Many patients experienced nausea, vomiting, diarrhea, weakness, disorders of the central nervous system, including agitation and anxiety, and radical changes in their blood.
Although there was only one complete response, the NCI concluded in its 1979 report that "early reports are indicating activity in several tumor types." By March 1981, the most recent evaluation of the drug, some 1,212 patients had been given the drug. Ten had shown a complete response, with another 52 showing "partial response."
Having been tested against a whole spectrum of cancers, researchers concluded last March that Chlorozotocin showed activity against only one type of cancer -- melanoma. But, the NCI said, the drug appears to be no more effective than existing treatments. There is no known cure for melanoma.

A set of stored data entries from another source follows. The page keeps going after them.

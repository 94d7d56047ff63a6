//! Integration tests for the event loop with producer threads.

use std::io;
use std::sync::Arc;
use std::thread;
use std::time::Duration;

use parking_lot::Mutex;
use tessera_core::logging::targets;
use tessera_core::{ControlFlow, EventLoop, MouseEvent, TesseraEvent};
use tracing_subscriber::EnvFilter;

/// Collects formatted log lines.
#[derive(Clone, Default)]
struct LogBuffer(Arc<Mutex<Vec<u8>>>);

impl LogBuffer {
    fn contents(&self) -> String {
        String::from_utf8_lossy(&self.0.lock()).into_owned()
    }
}

impl io::Write for LogBuffer {
    fn write(&mut self, buf: &[u8]) -> io::Result<usize> {
        self.0.lock().extend_from_slice(buf);
        Ok(buf.len())
    }

    fn flush(&mut self) -> io::Result<()> {
        Ok(())
    }
}

#[test]
fn test_events_from_producer_thread() {
    let mut event_loop = EventLoop::new();
    let sender = event_loop.sender();

    let producer = thread::spawn(move || {
        sender.send(TesseraEvent::Input(b"abc".to_vec())).unwrap();
        sender
            .send(TesseraEvent::Mouse {
                event: MouseEvent::LeftDown,
                x: 3,
                y: 4,
            })
            .unwrap();
        sender.send(TesseraEvent::Quit).unwrap();
    });
    producer.join().unwrap();

    let mut seen = Vec::new();
    event_loop
        .run(|_, event| {
            seen.push(event);
            ControlFlow::Continue
        })
        .unwrap();

    // Quit outranks everything and ends the loop before the rest is seen.
    assert!(seen.is_empty());
}

#[test]
fn test_handler_stops_loop() {
    let mut event_loop = EventLoop::new();
    let sender = event_loop.sender();

    let producer = thread::spawn(move || {
        for byte in b"xyz" {
            sender.send(TesseraEvent::Input(vec![*byte])).unwrap();
            thread::sleep(Duration::from_millis(2));
        }
    });

    let mut seen = Vec::new();
    event_loop
        .run(|_, event| {
            seen.push(event);
            if seen.len() == 3 {
                ControlFlow::Exit
            } else {
                ControlFlow::Continue
            }
        })
        .unwrap();
    producer.join().unwrap();

    assert_eq!(
        seen,
        vec![
            TesseraEvent::Input(b"x".to_vec()),
            TesseraEvent::Input(b"y".to_vec()),
            TesseraEvent::Input(b"z".to_vec()),
        ]
    );
}

#[test]
fn test_handler_can_arm_timers() {
    let mut event_loop = EventLoop::new();
    event_loop.post(TesseraEvent::WakeUp);

    let mut timer = None;
    let mut fired = false;
    event_loop
        .run(|event_loop, event| match event {
            TesseraEvent::WakeUp => {
                timer = Some(event_loop.start_timer(Duration::from_millis(5)));
                ControlFlow::Continue
            }
            TesseraEvent::Timer { id } => {
                fired = Some(id) == timer;
                ControlFlow::Exit
            }
            _ => ControlFlow::Continue,
        })
        .unwrap();

    assert!(fired);
}

#[test]
fn test_sender_fails_after_loop_dropped() {
    let event_loop = EventLoop::new();
    let sender = event_loop.sender();
    drop(event_loop);
    assert!(sender.send(TesseraEvent::WakeUp).is_err());
}

#[test]
fn test_loop_logs_under_its_target() {
    let logs = LogBuffer::default();
    let writer = logs.clone();
    let subscriber = tracing_subscriber::fmt()
        .with_env_filter(EnvFilter::new(format!("{}=debug", targets::EVENT_LOOP)))
        .with_writer(move || writer.clone())
        .with_ansi(false)
        .finish();

    tracing::subscriber::with_default(subscriber, || {
        let mut event_loop = EventLoop::new();
        event_loop.post(TesseraEvent::Quit);
        event_loop.run(|_, _| ControlFlow::Continue).unwrap();
    });

    let text = logs.contents();
    assert!(text.contains(targets::EVENT_LOOP));
    assert!(text.contains("event loop started"));
    assert!(text.contains("quit requested"));
}
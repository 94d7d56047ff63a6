//! The terminal backend boundary.
//!
//! The window manager composes a full-screen [`Surface`] and hands it to a
//! [`Backend`]. Two implementations ship with the crate: [`AnsiBackend`],
//! which writes SGR escape sequences to any `Write`, and [`MemoryBackend`],
//! which records frames for tests and headless runs.

use std::io::Write;
use std::sync::Arc;

use parking_lot::Mutex;

use crate::cell::{CellStyle, Color};
use crate::error::RenderResult;
use crate::surface::Surface;
use crate::types::Size;

/// Something that can show a screen surface.
pub trait Backend {
    /// Current terminal size in cells.
    fn size(&self) -> Size;

    /// Push a complete frame to the terminal.
    fn present(&mut self, screen: &Surface) -> RenderResult<()>;
}

/// Writes frames as ANSI escape sequences.
pub struct AnsiBackend<W: Write> {
    out: W,
    size: Size,
}

impl<W: Write> AnsiBackend<W> {
    /// Create a backend for a terminal of `size` writing to `out`.
    pub fn new(out: W, size: Size) -> Self {
        Self { out, size }
    }

    /// Record a new terminal size (after `SIGWINCH`).
    pub fn set_size(&mut self, size: Size) {
        self.size = size;
    }

    /// Consume the backend and return the writer.
    pub fn into_inner(self) -> W {
        self.out
    }

    fn sgr(style: CellStyle) -> String {
        let mut codes = vec!["0".to_string()];
        if style.bold {
            codes.push("1".into());
        }
        if style.underline {
            codes.push("4".into());
        }
        if style.reverse {
            codes.push("7".into());
        }
        if let Some(i) = style.fg.ansi_index() {
            codes.push((30 + i).to_string());
        }
        if let Some(i) = style.bg.ansi_index() {
            codes.push((40 + i).to_string());
        }
        format!("\x1b[{}m", codes.join(";"))
    }
}

impl<W: Write> Backend for AnsiBackend<W> {
    fn size(&self) -> Size {
        self.size
    }

    fn present(&mut self, screen: &Surface) -> RenderResult<()> {
        let mut frame = String::from("\x1b[H");
        let mut current = None;
        for y in 0..screen.height() {
            frame.push_str(&format!("\x1b[{};1H", y + 1));
            for x in 0..screen.width() {
                let Some(cell) = screen.cell(x, y) else {
                    continue;
                };
                if current != Some(cell.style) {
                    frame.push_str(&Self::sgr(cell.style));
                    current = Some(cell.style);
                }
                frame.push_str(&cell.symbol);
            }
        }
        frame.push_str(&Self::sgr(CellStyle::new(Color::Default, Color::Default)));
        self.out.write_all(frame.as_bytes())?;
        self.out.flush()?;
        tracing::trace!(target: "tessera::render", bytes = frame.len(), "frame written");
        Ok(())
    }
}

/// Records presented frames in memory.
///
/// Clones share the same frame log, so a test can keep one clone while the
/// runtime owns another.
#[derive(Debug, Clone)]
pub struct MemoryBackend {
    size: Size,
    frames: Arc<Mutex<Vec<Surface>>>,
}

impl MemoryBackend {
    /// Create a backend reporting `size`.
    pub fn new(size: Size) -> Self {
        Self {
            size,
            frames: Arc::new(Mutex::new(Vec::new())),
        }
    }

    /// Number of frames presented so far.
    pub fn frame_count(&self) -> usize {
        self.frames.lock().len()
    }

    /// The most recent frame.
    pub fn last_frame(&self) -> Option<Surface> {
        self.frames.lock().last().cloned()
    }
}

impl Backend for MemoryBackend {
    fn size(&self) -> Size {
        self.size
    }

    fn present(&mut self, screen: &Surface) -> RenderResult<()> {
        self.frames.lock().push(screen.clone());
        Ok(())
    }
}

#[cfg(test)]
mod tests {
    use super::*;

    #[test]
    fn test_memory_backend_shares_frames() {
        let backend = MemoryBackend::new(Size::new(4, 1));
        let mut presenter = backend.clone();
        let mut screen = Surface::new(4, 1);
        screen.put_str(0, 0, "ok", CellStyle::default());
        presenter.present(&screen).unwrap();

        assert_eq!(backend.frame_count(), 1);
        assert_eq!(backend.last_frame().map(|f| f.row_text(0)), Some("ok  ".to_string()));
    }

    #[test]
    fn test_ansi_backend_emits_colors() {
        let mut backend = AnsiBackend::new(Vec::new(), Size::new(2, 1));
        let mut screen = Surface::new(2, 1);
        screen.put_str(0, 0, "hi", CellStyle::new(Color::Red, Color::Blue).bold());
        backend.present(&screen).unwrap();

        let text = String::from_utf8(backend.into_inner()).unwrap();
        assert!(text.contains("\x1b[0;1;31;44mhi"));
        assert!(text.ends_with("\x1b[0m"));
    }
}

Experiments with Chlorozotocin continue, in combination with other drugs, in the hope it will be less toxic than other therapies.
Chlorozotocin was one of the "high priority" drugs listed by DeVita in 1979.
Footnote: The sole complete response to Chlorozotocin recorded among the 460 patients initially reported was in fact not a complete response at all. The physician, Dr. Robert Talley, says he was out of town at the time of his patient's examination and the examining physician failed to note a cancerous node in his patient's right arm. Talley says he expects the cancer to have returned by his patient's next visit.
A drug called 5-Azacytidine (5-AZA) has shown effectiveness in treating some forms of leukemia, according to a March 1981 NCI report. It is one of NCI's more widely used experimental drugs, and more than 1,000 people have received it. But some doctors heading the research efforts have raised serious questions about 5-AZA.
In August 1975, when large-scale human experimentation was to begin, NCI warned doctors of serious reactions in early human experiments, including: liver damage, sometimes leading to coma and death; severe blood count drops, sometimes lethal; hypotention drop in blood pressure which was at times fatal; and severe nausea and vomiting.
The NCI also wrote: "A strange neurological syndrome has been described with myalgias muscle pain and lethargy sometimes progressing to coma. No reason for this toxicity has been established."
The same 1975 report also described the agony that most patients suffered, severe prolonged nausea and vomiting, after receiving an injection of 5-AZA. Dr. Charles Moertel of the Mayo Clinic in Minnesota wrote: "The severity of nausea and vomiting induced by 5-Azacytidine seriously compromises any hope of clinical usefulness."
The NCI decided to proceed with large-scale testing of the drug believing the potential benefit of the drug outweighed the risk.
Last March, doctors working cooperatively in seven hospitals reported the results of one of the largest studies with 5-AZA. Of 170 patients with leukemia entered in the study, there were nine complete responses and two partial responses. The median length of the nine complete responses was 65 days.
Dr. J.H. Saiki, of the University of New Mexico School of Medicine, wrote the report of the study. The toxicities he found reflected the early warnings published in 1975. "The severe nausea and vomiting associated with the drug therapy significantly impairs its usefulness," he wrote. He also reported that "several patients developed irreversible myelosuppression bone marrow destruction hypotension, and a syndrome of myalgia, fever, lethargy and coma which appeared to be secondary to related to 5-Azacytidine."
Although he found the therapeutic results promising, Saiki concluded that 5-AZA was not valuable enough to continue using alone in treating leukemia patients. He suggested that further experimental studies be done using 5-AZA in combination with other drugs.
"Further studies of 5-Azacytidine as a single agent do not appear to be warranted," he wrote.